We will pilot the use of each outcomes-based measure within an agreed area, and review it next year.  We will also feed it into our work on the PbR programme, and this will allow us to have a better understanding on whether PbR will generate more effective commissioning by CCGs and the local authority. 

Better information is going to be critical – from coding through to performance monitoring. Users’ views need to be central to evaluation, as well as families and carers.

Our intention is to establish a partnership board with the local authority, to have a joint strategy and work programme for mental health and learning disability commissioning, and use similar methods in developing our commissioning intentions in the future. 

Involve key stakeholders

A major challenge in mental health commissioning is the impact of social care as a determinant of recovery, especially as regards housing, personal finance, education and training and employment. As a consequence, integrated approaches to commissioning outcomes are the preferred approach.

There are many ways this can be done, including:

  • Running fully integrated pooled budgets – a legally binding contract with the local authority to share resource in developing and implementing strategy
  • Joining national pilots of community budgets, of which there are currently four (one being within Essex, where I work)
  • Setting up partnership boards with the local authority to develop joint commissioning approaches, falling short of full pooled budgets.

Which model a CCG uses will depend on local culture, experiences of joint working and its appetite for risk sharing. In addition to local authorities, a number of other stakeholders need to be worked with to develop improved outcomes. It is vital that you include the third sector, as they allow greater choice and flexibility for users of services, and can often contribute to developing  solutions with their wide experience in mental health, for instance through delivering advocacy services. Other stakeholders include local acute trusts, community trusts and services, schools, educational institutions, adult learning, job centres and Citizens Advice Bureaux.
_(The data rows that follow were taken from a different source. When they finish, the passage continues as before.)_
//! Home: country totals and the heatmap.

use serde::Serialize;

use super::{FetchGuard, MetricCard, Resource};
use crate::api::{ReportsApi, SummaryStats, TopologySource};
use crate::format;
use crate::map::HeatmapView;

pub const STATS_ERROR: &str = "Failed to load statistics";
pub const MAP_ERROR: &str = "Failed to load map data";

#[derive(Debug, Clone, PartialEq, Serialize)]
pub struct HomePage {
    pub stats: Resource<SummaryStats>,
    /// Map failures are only logged; the page renders without a map.
    pub map: Resource<HeatmapView>,
    #[serde(skip)]
    guard: FetchGuard,
}

impl Default for HomePage {
    fn default() -> Self {
        Self::new()
    }
}

impl HomePage {
    pub fn new() -> Self {
        Self {
            stats: Resource::default(),
            map: Resource::default(),
            guard: FetchGuard::default(),
        }
    }

    /// Fetch summary, heatmap and geometry on first mount. Returns whether
    /// anything was fetched.
    ///
    /// Without geometry the map falls back to the reported states only.
    pub fn mount<A, T>(&mut self, api: &A, topology: &T) -> bool
    where
        A: ReportsApi + ?Sized,
        T: TopologySource + ?Sized,
    {
        if !self.guard.try_begin() {
            return false;
        }

        self.stats.begin();
        self.stats.resolve(api.summary_stats(), STATS_ERROR);

        self.map.begin();
        let map = api.heatmap().map(|entries| {
            let geometry = topology.state_names().ok();
            HeatmapView::build(&entries, geometry.as_deref())
        });
        self.map.resolve(map, MAP_ERROR);
        true
    }

    /// The three headline cards; empty until stats arrive.
    pub fn metric_cards(&self) -> Vec<MetricCard> {
        let Some(stats) = self.stats.ready() else {
            return Vec::new();
        };
        vec![
            MetricCard {
                title: "Total Corruption Amount".to_string(),
                value: format::format_inr(stats.total_corruption_amount),
                label: format!("{} reports", format::format_count(stats.total_reports as f64)),
            },
            MetricCard::new(
                "Median Bribe",
                format::format_inr(stats.median_bribe),
                "Based on all reports",
            ),
            MetricCard::new(
                "Most Reported",
                stats.most_reported_department.clone(),
                "Department",
            ),
        ]
    }
}
//! Static map geometry source.
//!
//! The heatmap only needs to know which states the geometry file draws, so
//! the TopoJSON is reduced to the list of state names on its geometries.

use std::time::Duration;

use serde_json::Value;

use super::{ApiError, classify};
use crate::diagnostics::Diagnostics;

/// Anything that can list the state names drawn by the map geometry.
pub trait TopologySource {
    fn state_names(&self) -> Result<Vec<String>, ApiError>;
}

/// Fetches the third-party TopoJSON file over HTTP.
#[derive(Debug)]
pub struct TopologyClient {
    url: String,
    agent: ureq::Agent,
    diagnostics: Diagnostics,
}

impl TopologyClient {
    pub fn new(url: &str, timeout: Duration) -> Self {
        Self {
            url: url.to_string(),
            agent: ureq::AgentBuilder::new().timeout(timeout).build(),
            diagnostics: Diagnostics::disabled(),
        }
    }

    pub fn with_diagnostics(mut self, diagnostics: Diagnostics) -> Self {
        self.diagnostics = diagnostics;
        self
    }

    pub fn url(&self) -> &str {
        &self.url
    }

    fn fetch(&self) -> Result<Value, ApiError> {
        let response = self.agent.get(&self.url).call().map_err(classify)?;
        response.into_json::<Value>().map_err(|e| ApiError::Parse {
            message: e.to_string(),
        })
    }
}

impl TopologySource for TopologyClient {
    fn state_names(&self) -> Result<Vec<String>, ApiError> {
        let result = self.fetch().and_then(|topology| {
            let names = geometry_names(&topology);
            if names.is_empty() {
                Err(ApiError::Parse {
                    message: "topology has no named geometries".to_string(),
                })
            } else {
                Ok(names)
            }
        });
        if let Err(err) = &result {
            self.diagnostics.record("topology", &self.url, err);
        }
        result
    }
}

/// Collect geometry names from every object in a TopoJSON document.
///
/// Reads `properties.NAME_1`, falling back to `properties.name`. Duplicates
/// (states split into several geometries) are kept once, in file order.
pub fn geometry_names(topology: &Value) -> Vec<String> {
    let mut names: Vec<String> = Vec::new();
    let Some(objects) = topology.get("objects").and_then(Value::as_object) else {
        return names;
    };

    for object in objects.values() {
        let Some(geometries) = object.get("geometries").and_then(Value::as_array) else {
            continue;
        };
        for geometry in geometries {
            let props = geometry.get("properties");
            let name = props
                .and_then(|p| p.get("NAME_1"))
                .or_else(|| props.and_then(|p| p.get("name")))
                .and_then(Value::as_str);
            if let Some(name) = name
                && !names.iter().any(|n| n == name)
            {
                names.push(name.to_string());
            }
        }
    }

    names
}

#[cfg(test)]
mod tests {
    use super::*;

    #[test]
    fn extracts_names_with_fallback_and_dedup() {
        let topology = serde_json::json!({
            "type": "Topology",
            "objects": {
                "india": {
                    "type": "GeometryCollection",
                    "geometries": [
                        {"type": "Polygon", "properties": {"NAME_1": "Maharashtra"}},
                        {"type": "Polygon", "properties": {"name": "Karnataka"}},
                        {"type": "Polygon", "properties": {"NAME_1": "Maharashtra"}},
                        {"type": "Polygon"}
                    ]
                }
            }
        });
        assert_eq!(geometry_names(&topology), vec!["Maharashtra", "Karnataka"]);
    }

    #[test]
    fn non_topology_yields_nothing() {
        assert!(geometry_names(&serde_json::json!({"type": "FeatureCollection"})).is_empty());
    }
}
Dr Caroline Dollery is the director of Mid Essex CCG and a GP in Danbury

References

1 NHS Outcomes Framework. ic.nhs.uk/statistics-and-data-collections/audits-and-performance/nhs-outcomes-framework-indicators
2 NICE. Patient experience in adult NHS services: improving the experience of care for people using adult NHS services. nice.org.uk/cg138

Measuring outcomes

  • We have given our Improving Access to Psychological Therapies (IAPT) service a CQIN aimed at improving access for the elderly population, with three linked outcomes (Patient Health Questionnaire 9, Generalised Anxiety Disorder 7 Recovery, and reduction in crisis referrals).
  • We have asked for the ‘recovery star’ model to be used in all pathways in secondary care, with an outcome of assessing success of treatment programmes, and compliance with evidence-based treatments. It will also inform us of any gaps in service provision, and the need to make stepping up or stepping down a patient’s treatment more effective.
  • Our main provider has agreed to use a Core Assessment and Outcomes Package across all pathways and to train doctors to use it.
  • We have specified the need to improve physical health for mental health patients which will be achieved through primary care.
  • We have asked to improve access for patients by developing more local care – linked outcomes for this will be reducing DNAs, improving completion of treatment and improving recovery outcomes. It will also be linked to medication outcomes – planned to be improving consistency in prescribing and reducing antipsychotics in the elderly and in patients with a learning disability. 
  • We are linking the accommodation strategy of the local authority with mental health services to encourage earlier discharge to appropriate supported housing. We hope this will make it easier to implement patient-held health and social care budgets.
  • We have developed a learning disability outcomes framework to be used in contract negotiations with providers.